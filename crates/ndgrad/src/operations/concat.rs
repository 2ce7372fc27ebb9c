//! Concatenation and splitting along one axis.

use crate::error::TensorError;
use crate::profiling;
use crate::scalar::Element;
use crate::tensor::Tensor;

/// (outer, axis size, inner) decomposition of `shape` around `axis`.
fn split_at_axis(shape: &[usize], axis: usize) -> (usize, usize, usize) {
    let outer = shape[..axis].iter().product();
    let inner = shape[axis + 1..].iter().product();
    (outer, shape[axis], inner)
}

/// Join tensors along `axis`. All other dimensions must agree.
///
/// # Example
///
/// ```
/// use ndgrad::Tensor;
/// use ndgrad::operations::concat;
///
/// let a = Tensor::from_vec(vec![1.0, 2.0], &[2, 1]).unwrap();
/// let b = Tensor::from_vec(vec![3.0, 4.0, 5.0, 6.0], &[2, 2]).unwrap();
/// let c = concat(&[&a, &b], 1).unwrap();
/// assert_eq!(c.data(), &[1.0, 3.0, 4.0, 2.0, 5.0, 6.0]);
/// ```
pub fn concat<T: Element>(tensors: &[&Tensor<T>], axis: usize) -> Result<Tensor<T>, TensorError> {
    profiling::primitive("concat");
    let Some(first) = tensors.first() else {
        return Err(TensorError::InvalidOperation {
            message: "concat needs at least one tensor".to_string(),
        });
    };
    let ndim = first.ndim();
    if axis >= ndim {
        return Err(TensorError::InvalidAxis { axis, ndim });
    }
    for t in tensors {
        if t.ndim() != ndim {
            return Err(TensorError::RankMismatch {
                expected: ndim,
                actual: t.ndim(),
            });
        }
        let mismatched = (0..ndim).any(|d| d != axis && t.shape()[d] != first.shape()[d]);
        if mismatched {
            return Err(TensorError::IncompatibleShapes {
                lhs: first.shape().to_vec(),
                rhs: t.shape().to_vec(),
            });
        }
    }

    let mut out_shape = first.shape().to_vec();
    out_shape[axis] = tensors.iter().map(|t| t.shape()[axis]).sum();
    let (outer, _, _) = split_at_axis(&out_shape, axis);
    let mut data = Vec::with_capacity(out_shape.iter().product());
    for o in 0..outer {
        for t in tensors {
            let (_, size, inner) = split_at_axis(t.shape(), axis);
            let chunk = size * inner;
            data.extend_from_slice(&t.data()[o * chunk..(o + 1) * chunk]);
        }
    }
    Ok(Tensor::from_raw(data, &out_shape))
}

/// Partition `x` along `axis` into pieces of the given sizes.
///
/// # Errors
///
/// Returns an error if the sections do not add up to the axis size.
pub fn split<T: Element>(
    x: &Tensor<T>,
    sections: &[usize],
    axis: usize,
) -> Result<Vec<Tensor<T>>, TensorError> {
    profiling::primitive("split");
    if axis >= x.ndim() {
        return Err(TensorError::InvalidAxis { axis, ndim: x.ndim() });
    }
    let (outer, size, inner) = split_at_axis(x.shape(), axis);
    let total: usize = sections.iter().sum();
    if total != size {
        return Err(TensorError::InvalidOperation {
            message: format!("split sections {sections:?} do not cover axis {axis} of size {size}"),
        });
    }

    let mut pieces = Vec::with_capacity(sections.len());
    let mut start = 0;
    for &section in sections {
        let mut data = Vec::with_capacity(outer * section * inner);
        for o in 0..outer {
            let base = (o * size + start) * inner;
            data.extend_from_slice(&x.data()[base..base + section * inner]);
        }
        let mut shape = x.shape().to_vec();
        shape[axis] = section;
        pieces.push(Tensor::from_raw(data, &shape));
        start += section;
    }
    Ok(pieces)
}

How to complete this task: Within the data above, tally every line that has "Element" in it. Answer with the number only.

Task result: 3